We were celebrating being married for 25 years! We headed south for a few days. I was stingy with my day. No, let me rephrase that, I was stingy with this trip. I will say I loved every minute of it, and I should have bought the tee shirt that said, "There are just some days I wish would never end." I said that about every day.
I've pondered today. I've thought back to a week ago. I woke up last Wednesday to heavy fog. As I stood on the balcony, I could hardly see my hand in front of my face. But as the hour passed so did the fog. We headed down to enjoy some sun. Instead once we got settled, we got this:
No sun. Just a lot of fog. It would move in & move out.
And honestly, I wasn't too happy about it. I've said it doesn't matter to me what the weather is as long as I'm there. For the most part that's the truth. But on this day I was really wanting some sun.
So as I waited Psalm 40:1 came to my mind. "I waited patiently for the Lord" kept running through my mind. Now, if you know me, patience isn't one of my best virtues. At All! But I waited. I felt myself growing a bit antsy though. I even asked D where the sun was & when it was going to burn the fog & shine through. Like he would know!!! But then...

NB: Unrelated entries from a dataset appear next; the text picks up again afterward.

//! Format Description Loading and Import Resolution
//!
//! This crate provides functionality for loading format description
//! documents from disk, resolving imports between them, and handing the
//! resulting AST files to the generator.

pub mod file;
pub mod resolver;

// Re-export commonly used types at the crate root
pub use file::WireFile;
pub use resolver::ImportResolver;

// Re-export wire_types for convenience
pub use wire_types;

It did. In all her glory. It was bright. It was warm. It was sunny. It was perfect.
It was a perfect end to a perfect get away.
But since returning home that scripture has run through my head every single day! I've felt the peace that passes all understanding, I've heard that still small voice. To just wait. I've even heard Him say stop talking to me & let me speak.
So here's the deal. I see so many that are hurting. So many that are dealing with things beyond their control. And so many of us, (myself included) want to rush past everything that isn't on our agenda. We don't want to wait it out. We don't want to be still.
Honestly, I had the thought a couple of times while waiting for the fog to lift to just say forget it. Let's go shop or something. If I had given in, I would have missed out.
So whatever you are in, don't rush it. So what if it's uncomfortable. So what if it's inconvenient. God has something in it for you. Just hang on & wait it out.
As I finished typing this out the thought occurs to me that there was a post not long ago about waiting.
So now I'm thinking that there's a message here for somebody. Me. You. Both of us? I don't know. So let's just both give in to the wait & wait the thing, whatever it is, out.